The Place, London
October 17, 2025
National Dance Company Wales’ Surge (Gwefr) triple bill presents three very different works set in three very different worlds. All showcase the company terrifically. Fine dancing, striking designs and, in Osian Meílír’s Mabon, something uniquely Welsh. What more could you ask for?
The opening Infinity Duet is a collaboration between company dancer and choreographer Faye Tan and sculptural artist Cecile Johnson Soliz, who’s huge, hanging, trapeze like creation dominates the stage. Under it, dancers Jill Goh and Ed Myhill, in costumes of the same black and white palette, dance pleasingly and with a beautifully judged sense of childlike wonder. As they play with the trapeze, swinging it like a pendulum, dodging it as it goes back and forth, the warm choreography emphasises flow, weight and suspension. It is a lovely opener.
There is much to admire in Marcos Morau’s Waltz. The set-up is superb. And old reel-to-reel tape machine hangs above, looking for all the world like a face in the air. When it starts to run, its tape falls, piling up on the floor like ashes as a haunting waltz plays in the distance. That mound of debris turns into strange creature that then morphs into seven faceless, oily black head-to-toe, humanoid forms. The beings that were on the tape reborn, maybe. But that’s as surreal and otherworldly as it gets.
The glittery creatures sometimes come together in a centipede-like form, Morau indulging in a great deal of cannon back and forth along the line of performers as they raise a leg, flex a foot, sweep limbs in circles and ripple back and forth. It was all razor sharp, the dancers’ timing quite remarkable.

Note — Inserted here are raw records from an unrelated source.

//! Injection script execution.
//!
//! An injection script runs between the build-variable and property stages
//! with the environment merged so far. It reports variables back by writing
//! `KEY=VALUE` lines to the file named by `BUILDENV_RESULT`, which the
//! runner exports before spawning the script.

use std::path::PathBuf;

use async_trait::async_trait;
use serde::{Deserialize, Serialize};
use tokio::process::Command;
use tracing::{debug, info};

use crate::error::InjectError;
use crate::properties::parse_properties;
use crate::resolve::expand;
use crate::vars::VarMap;

/// Name of the variable through which the runner hands the script its
/// result file.
pub const RESULT_FILE_VAR: &str = "BUILDENV_RESULT";

/// What to run: inline content, a script file, or both is rejected by the
/// pipeline configuration layer (content wins if both are set).
#[derive(Debug, Clone, Default, Serialize, Deserialize)]
pub struct ScriptSpec {
    /// Inline script content, passed to the shell verbatim.
    pub content: Option<String>,

    /// Path to a script file. May reference earlier variables
    /// (e.g. `${WORKSPACE}/inject.sh`).
    pub file: Option<PathBuf>,

    /// Shell override. Defaults to `/bin/sh` on Unix.
    pub shell: Option<String>,
}

/// Outcome of running an injection script.
#[derive(Debug, Clone)]
pub struct ScriptOutput {
    /// Process exit code. Zero means success; the pipeline treats anything
    /// else as a hard failure.
    pub exit_code: i32,

    /// Variables the script reported through its result file. Empty when
    /// the script wrote none or did not exit cleanly.
    pub vars: VarMap,
}

/// Collaborator that executes the configured injection script.
#[async_trait]
pub trait ScriptRunner: Send + Sync {
    async fn run(&self, spec: &ScriptSpec, env: &VarMap) -> Result<ScriptOutput, InjectError>;
}

/// Runs scripts through the system shell with the merged environment
/// applied on top of the runner's own process environment.
#[derive(Debug, Clone, Default)]
pub struct ShellScriptRunner;

#[async_trait]
impl ScriptRunner for ShellScriptRunner {
    async fn run(&self, spec: &ScriptSpec, env: &VarMap) -> Result<ScriptOutput, InjectError> {
        let result_file = tempfile::NamedTempFile::new()?;
        let result_path = result_file.path().to_path_buf();

        let mut command = match (&spec.content, &spec.file) {
            (Some(content), _) => {
                let (shell, args) = get_shell(spec.shell.as_deref());
                info!("executing inline injection script");
                let mut command = Command::new(shell);
                command.args(args).arg(content);
                command
            }
            (None, Some(file)) => {
                // The script file is handed to the shell as an argument, so
                // it does not need the executable bit
                let path = expand(&file.to_string_lossy(), env);
                let (shell, args) = get_file_shell(spec.shell.as_deref());
                info!(path, "executing injection script file");
                let mut command = Command::new(shell);
                command.args(args).arg(&path);
                command
            }
            (None, None) => {
                // Nothing configured; treat as a clean no-op run
                return Ok(ScriptOutput {
                    exit_code: 0,
                    vars: VarMap::new(),
                });
            }
        };

        for (key, value) in env {
            command.env(key, value);
        }
        command.env(RESULT_FILE_VAR, &result_path);

        let output = command.output().await?;
        let exit_code = output.status.code().unwrap_or(-1);

        if !output.status.success() {
            let stderr = String::from_utf8_lossy(&output.stderr);
            if !stderr.is_empty() {
                debug!(stderr = %stderr, "script stderr");
            }
            return Ok(ScriptOutput {
                exit_code,
                vars: VarMap::new(),
            });
        }

        let vars = match tokio::fs::read_to_string(&result_path).await {
            Ok(content) => parse_properties(&content),
            // Script exited cleanly without writing results
            Err(_) => VarMap::new(),
        };

        debug!(exit_code, count = vars.len(), "injection script finished");
        Ok(ScriptOutput { exit_code, vars })
    }
}

/// Shell command and argument vector for the current platform.
fn get_shell(override_shell: Option<&str>) -> (String, Vec<String>) {
    if let Some(shell) = override_shell {
        let args = if shell.contains("powershell") || shell.contains("pwsh") {
            vec!["-NoProfile".to_string(), "-Command".to_string()]
        } else if shell.contains("cmd") {
            vec!["/C".to_string()]
        } else {
            vec!["-c".to_string()]
        };
        return (shell.to_string(), args);
    }

    #[cfg(unix)]
    {
        ("/bin/sh".to_string(), vec!["-c".to_string()])
    }

    #[cfg(windows)]
    {
        (
            "powershell.exe".to_string(),
            vec![
                "-NoProfile".to_string(),
                "-ExecutionPolicy".to_string(),
                "Bypass".to_string(),
                "-Command".to_string(),
            ],
        )
    }
}

/// Like [`get_shell`], but for running a script file rather than a command
/// string (`sh <path>` instead of `sh -c <string>`).
fn get_file_shell(override_shell: Option<&str>) -> (String, Vec<String>) {
    if let Some(shell) = override_shell {
        let args = if shell.contains("powershell") || shell.contains("pwsh") {
            vec!["-NoProfile".to_string(), "-File".to_string()]
        } else if shell.contains("cmd") {
            vec!["/C".to_string()]
        } else {
            vec![]
        };
        return (shell.to_string(), args);
    }

    #[cfg(unix)]
    {
        ("/bin/sh".to_string(), vec![])
    }

    #[cfg(windows)]
    {
        (
            "powershell.exe".to_string(),
            vec![
                "-NoProfile".to_string(),
                "-ExecutionPolicy".to_string(),
                "Bypass".to_string(),
                "-File".to_string(),
            ],
        )
    }
}

impl ScriptSpec {
    /// Inline script content.
    pub fn inline(content: impl Into<String>) -> Self {
        Self {
            content: Some(content.into()),
            ..Default::default()
        }
    }

    /// Script file on disk.
    pub fn file(path: impl Into<PathBuf>) -> Self {
        Self {
            file: Some(path.into()),
            ..Default::default()
        }
    }

    /// True when neither content nor a file is configured.
    pub fn is_empty(&self) -> bool {
        self.content.is_none() && self.file.is_none()
    }
}
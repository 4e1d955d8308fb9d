//! Secret masking at build completion.
//!
//! Before a build's final environment is recorded for inspection, every
//! registered secret overwrites any same-named variable with its masked
//! representation. Masking always wins over other sources. A provider that
//! cannot list its secrets only costs a warning; completion proceeds with
//! nothing masked.

use serde::{Deserialize, Serialize};
use tracing::{debug, warn};

use crate::vars::VarMap;

/// One registered secret: the variable name and the representation safe to
/// record in its place (an encrypted form, a fixed mask, ...).
#[derive(Debug, Clone, Serialize, Deserialize)]
pub struct SecretEntry {
    pub name: String,
    pub masked: String,
}

/// Error type for secret listing; never fatal to the caller.
pub type SecretError = Box<dyn std::error::Error + Send + Sync>;

/// Collaborator listing the secrets registered for this host.
///
/// Read by every pipeline at completion time; implementations must be safe
/// for concurrent use.
pub trait SecretProvider: Send + Sync {
    fn secrets(&self) -> Result<Vec<SecretEntry>, SecretError>;
}

/// A fixed, in-memory secret list.
#[derive(Debug, Clone, Default)]
pub struct StaticSecrets {
    entries: Vec<SecretEntry>,
}

impl StaticSecrets {
    pub fn new(entries: Vec<SecretEntry>) -> Self {
        Self { entries }
    }
}

impl SecretProvider for StaticSecrets {
    fn secrets(&self) -> Result<Vec<SecretEntry>, SecretError> {
        Ok(self.entries.clone())
    }
}

/// Overwrite secret-named variables in `env` with their masked form.
///
/// Entries are applied unconditionally: a secret's name is set even when no
/// other source produced that variable.
pub fn mask_secrets(env: &mut VarMap, provider: &dyn SecretProvider) {
    let entries = match provider.secrets() {
        Ok(entries) => entries,
        Err(e) => {
            warn!(error = %e, "could not list secrets, masking skipped");
            return;
        }
    };

    for entry in &entries {
        env.insert(entry.name.clone(), entry.masked.clone());
    }
    debug!(count = entries.len(), "masked secret variables");
}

Having separated, the creatures dart around, the movement angular, snappy and with and insect-like sharpness. It reminded me a little of pondlife. Later, after disappearing behind the curtain, they re-emerge with heads and feet visible. What was matter is slowly evolving to human. There’s more of a sense of gesture, acknowledgment and sharing. And yet, as fascinating as it is initially, as inventive as is some of the choreography, it left me rather cool and unmoved.

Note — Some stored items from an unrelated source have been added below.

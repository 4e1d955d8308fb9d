//! Property sources: `KEY=VALUE` text from files or inline content.
//!
//! Property sources are loaded after the injection script ran, seeded with
//! the environment merged so far, so a configured file path like
//! `${WORKSPACE}/build.properties` resolves against earlier variables.

use std::path::PathBuf;

use async_trait::async_trait;
use tracing::{debug, warn};

use crate::error::InjectError;
use crate::resolve::expand;
use crate::vars::VarMap;

/// Parse `KEY=VALUE`-per-line text.
///
/// Lines without a `=` separator are ignored, as are blank lines and `#`
/// comments. Keys and values are trimmed. A key appearing on multiple lines
/// keeps the last value.
pub fn parse_properties(content: &str) -> VarMap {
    let mut vars = VarMap::new();

    for line in content.lines() {
        let line = line.trim();
        if line.is_empty() || line.starts_with('#') {
            continue;
        }

        let Some((key, value)) = line.split_once('=') else {
            debug!(line, "skipping line without separator");
            continue;
        };

        let key = key.trim();
        if key.is_empty() {
            warn!(line, "skipping property with empty name");
            continue;
        }

        vars.insert(key.to_string(), value.trim().to_string());
    }

    vars
}

/// A collaborator producing property-file variables for the pipeline.
#[async_trait]
pub trait PropertySource: Send + Sync {
    /// Human-readable identity for logs and error messages.
    fn describe(&self) -> String;

    /// Load and parse this source, seeded with the environment merged so
    /// far. I/O failures are fatal to the pipeline.
    async fn load(&self, ctx: &VarMap) -> Result<VarMap, InjectError>;
}

/// A `KEY=VALUE` file on disk. The configured path may reference earlier
/// variables (e.g. `${WORKSPACE}/build.properties`).
#[derive(Debug, Clone)]
pub struct PropertiesFile {
    pub path: PathBuf,
}

impl PropertiesFile {
    pub fn new(path: impl Into<PathBuf>) -> Self {
        Self { path: path.into() }
    }
}

#[async_trait]
impl PropertySource for PropertiesFile {
    fn describe(&self) -> String {
        self.path.display().to_string()
    }

    async fn load(&self, ctx: &VarMap) -> Result<VarMap, InjectError> {
        let path = expand(&self.path.to_string_lossy(), ctx);

        let content =
            tokio::fs::read_to_string(&path)
                .await
                .map_err(|e| InjectError::Properties {
                    path: path.clone(),
                    message: e.to_string(),
                })?;

        let vars = parse_properties(&content);
        debug!(path, count = vars.len(), "loaded properties file");
        Ok(vars)
    }
}

/// Inline `KEY=VALUE` content supplied directly in the configuration.
#[derive(Debug, Clone)]
pub struct InlineProperties {
    pub content: String,
}

impl InlineProperties {
    pub fn new(content: impl Into<String>) -> Self {
        Self {
            content: content.into(),
        }
    }
}

#[async_trait]
impl PropertySource for InlineProperties {
    fn describe(&self) -> String {
        "<inline properties>".to_string()
    }

    async fn load(&self, _ctx: &VarMap) -> Result<VarMap, InjectError> {
        Ok(parse_properties(&self.content))
    }
}

#[cfg(test)]
mod tests {
    use super::*;
    use crate::vars::varmap;

    #[test]
    fn parses_simple_pairs() {
        let vars = parse_properties("A=1\nB=two\n");
        assert_eq!(vars.get("A").unwrap(), "1");
        assert_eq!(vars.get("B").unwrap(), "two");
    }

    #[test]
    fn ignores_lines_without_separator() {
        let vars = parse_properties("A=1\nnot a property\nB=2");
        assert_eq!(vars.len(), 2);
    }

    #[test]
    fn ignores_comments_and_blanks() {
        let vars = parse_properties("# header\n\nA=1\n   \n# B=2\n");
        assert_eq!(vars.len(), 1);
        assert_eq!(vars.get("A").unwrap(), "1");
    }

    #[test]
    fn last_duplicate_wins() {
        let vars = parse_properties("A=first\nA=second");
        assert_eq!(vars.get("A").unwrap(), "second");
        assert_eq!(vars.len(), 1);
    }

    #[test]
    fn trims_keys_and_values() {
        let vars = parse_properties("  SPACED  =  value  ");
        assert_eq!(vars.get("SPACED").unwrap(), "value");
    }

    #[test]
    fn value_may_contain_equals() {
        let vars = parse_properties("OPTS=-Da=b -Dc=d");
        assert_eq!(vars.get("OPTS").unwrap(), "-Da=b -Dc=d");
    }

    #[test]
    fn empty_key_ignored() {
        let vars = parse_properties("=value");
        assert!(vars.is_empty());
    }

    #[tokio::test]
    async fn file_source_expands_path_from_context() {
        let dir = tempfile::TempDir::new().unwrap();
        tokio::fs::write(dir.path().join("build.properties"), "VERSION=1.2.3\n")
            .await
            .unwrap();

        let ctx = varmap([("WORKSPACE", dir.path().to_string_lossy())]);
        let source = PropertiesFile::new("${WORKSPACE}/build.properties");

        let vars = source.load(&ctx).await.unwrap();
        assert_eq!(vars.get("VERSION").unwrap(), "1.2.3");
    }

    #[tokio::test]
    async fn missing_file_is_an_error() {
        let source = PropertiesFile::new("/definitely/not/here.properties");
        let result = source.load(&VarMap::new()).await;
        assert!(matches!(result, Err(InjectError::Properties { .. })));
    }

    #[tokio::test]
    async fn inline_source_parses_content() {
        let source = InlineProperties::new("A=1\nB=${A}");
        let vars = source.load(&VarMap::new()).await.unwrap();
        assert_eq!(vars.get("B").unwrap(), "${A}");
    }
}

For Mabon. choreographer and NDC Wales artistic associate Osian Meílír was inspired by the Mabinogion, a nineteenth-century translation of eleven fantastical Welsh folk tales by Lady Charlotte Guest, and in particular the story of Culhwch and Olwen, one of the earliest Arthurian romances.
The tale sees Culhwch and Arthurian knights on a quest to free the divine Mabon ap Modron. Along the way, Culhwch has to see knowledge from the world’s oldest animals, the Blackbird of Cilgwri, the Stag of Rhedynfre, the Owl of Cwm Cowlyd, the Eagle of Gwern Abwy, the Salmon of Llyn Llyw and the Toad of Cors Fochno. All are seen in Meílír’s piece, realised through dance and the amazingly creative, fantastical costumes of Becky Davies that are both uncannily recognisable, yet strange, ancient and unfamiliar.

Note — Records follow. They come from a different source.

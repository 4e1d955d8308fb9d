//! Origin-tagged variable batches and the precedence merge.
//!
//! Each stage of the pipeline produces one [`SourceSet`]: a batch of
//! variables tagged with where they came from. The merge is a plain
//! last-write-wins fold over an ordered list; there is no key deletion,
//! only presence and overwrite.

use std::fmt;

use crate::vars::VarMap;

/// Where a batch of variables originated.
#[derive(Debug, Clone, Copy, PartialEq, Eq, Hash)]
pub enum SourceKind {
    /// Node facts and the process environment snapshot
    System,
    /// What caused the build to run
    TriggerCause,
    /// Build parameters and workspace facts
    BuildParameter,
    /// Variables reported by the injection script
    ScriptProduced,
    /// Variables parsed from property files or inline content
    PropertyFile,
    /// Variables supplied by registered contributors
    Contribution,
}

impl SourceKind {
    pub const fn as_str(&self) -> &'static str {
        match self {
            SourceKind::System => "system",
            SourceKind::TriggerCause => "trigger-cause",
            SourceKind::BuildParameter => "build-parameter",
            SourceKind::ScriptProduced => "script",
            SourceKind::PropertyFile => "property-file",
            SourceKind::Contribution => "contribution",
        }
    }
}

impl fmt::Display for SourceKind {
    fn fmt(&self, f: &mut fmt::Formatter<'_>) -> fmt::Result {
        write!(f, "{}", self.as_str())
    }
}

/// One batch of variables from a single origin. Immutable once produced.
#[derive(Debug, Clone)]
pub struct SourceSet {
    pub kind: SourceKind,
    pub vars: VarMap,
}

impl SourceSet {
    pub fn new(kind: SourceKind, vars: VarMap) -> Self {
        Self { kind, vars }
    }

    /// An origin that produced nothing (e.g. system vars disabled by policy).
    pub fn empty(kind: SourceKind) -> Self {
        Self {
            kind,
            vars: VarMap::new(),
        }
    }

    pub fn is_empty(&self) -> bool {
        self.vars.is_empty()
    }
}

/// Merge an ordered list of source sets into one map.
///
/// Sources are folded in list order; a key present in a later source
/// unconditionally overwrites the value from an earlier one. An empty list
/// yields an empty map.
pub fn merge_sources(sources: &[SourceSet]) -> VarMap {
    let mut merged = VarMap::new();
    for source in sources {
        merge_into(&mut merged, &source.vars);
    }
    merged
}

/// Overlay `overrides` onto `base`, later keys winning.
pub fn merge_into(base: &mut VarMap, overrides: &VarMap) {
    for (key, value) in overrides {
        base.insert(key.clone(), value.clone());
    }
}

#[cfg(test)]
mod tests {
    use super::*;
    use crate::vars::varmap;

    #[test]
    fn later_source_overrides_earlier() {
        let sources = vec![
            SourceSet::new(SourceKind::System, varmap([("WS", "/a")])),
            SourceSet::new(SourceKind::BuildParameter, varmap([("WS", "/b")])),
        ];

        let merged = merge_sources(&sources);
        assert_eq!(merged.get("WS").unwrap(), "/b");
        assert_eq!(merged.len(), 1);
    }

    #[test]
    fn empty_precedence_list_yields_empty_map() {
        assert!(merge_sources(&[]).is_empty());
    }

    #[test]
    fn merge_is_deterministic() {
        let sources = vec![
            SourceSet::new(SourceKind::System, varmap([("A", "1"), ("B", "2")])),
            SourceSet::new(SourceKind::PropertyFile, varmap([("B", "3"), ("C", "4")])),
        ];

        let first = merge_sources(&sources);
        let second = merge_sources(&sources);
        assert_eq!(first, second);

        let keys: Vec<&str> = first.keys().map(|k| k.as_str()).collect();
        assert_eq!(keys, vec!["A", "B", "C"]);
        assert_eq!(first.get("B").unwrap(), "3");
    }

    #[test]
    fn disjoint_sources_accumulate() {
        let sources = vec![
            SourceSet::new(SourceKind::System, varmap([("HOME", "/home/ci")])),
            SourceSet::empty(SourceKind::TriggerCause),
            SourceSet::new(SourceKind::ScriptProduced, varmap([("VERSION", "1.2.3")])),
        ];

        let merged = merge_sources(&sources);
        assert_eq!(merged.len(), 2);
        assert_eq!(merged.get("HOME").unwrap(), "/home/ci");
        assert_eq!(merged.get("VERSION").unwrap(), "1.2.3");
    }
}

Mabon is not a retelling of the story but a realisation of those animals, however. As it does so, it’s also a wonderful evocation of Welsh history and culture, one that is both dramatic and real. The fast-moving, visceral choreography is also full of joy. It has a freedom and rawness to it that is very appealing.
When the dancers remove their cloaks and masks, they reveal white tops on which one can see ribs. A reference to the magical white horses that appear several times in the Mabinogion, surely. Here, Meílír seamlessly weaves folk dance elements into the choreography.
The whole work is helped along by Welsh triple harpist and composer Cerys Hafana’s blend of folk and electronic music. Like the choreography, the transformation of the traditional results in a very modern sound but one that retains links to the past and comes with a powerful otherworldliness.
Fabulous beasts and a fabulous end to the evening. NDC Wales are on fine form indeed.
Surge by National Dance Company Wales continues on tour to Aberystwyth and Ipswich.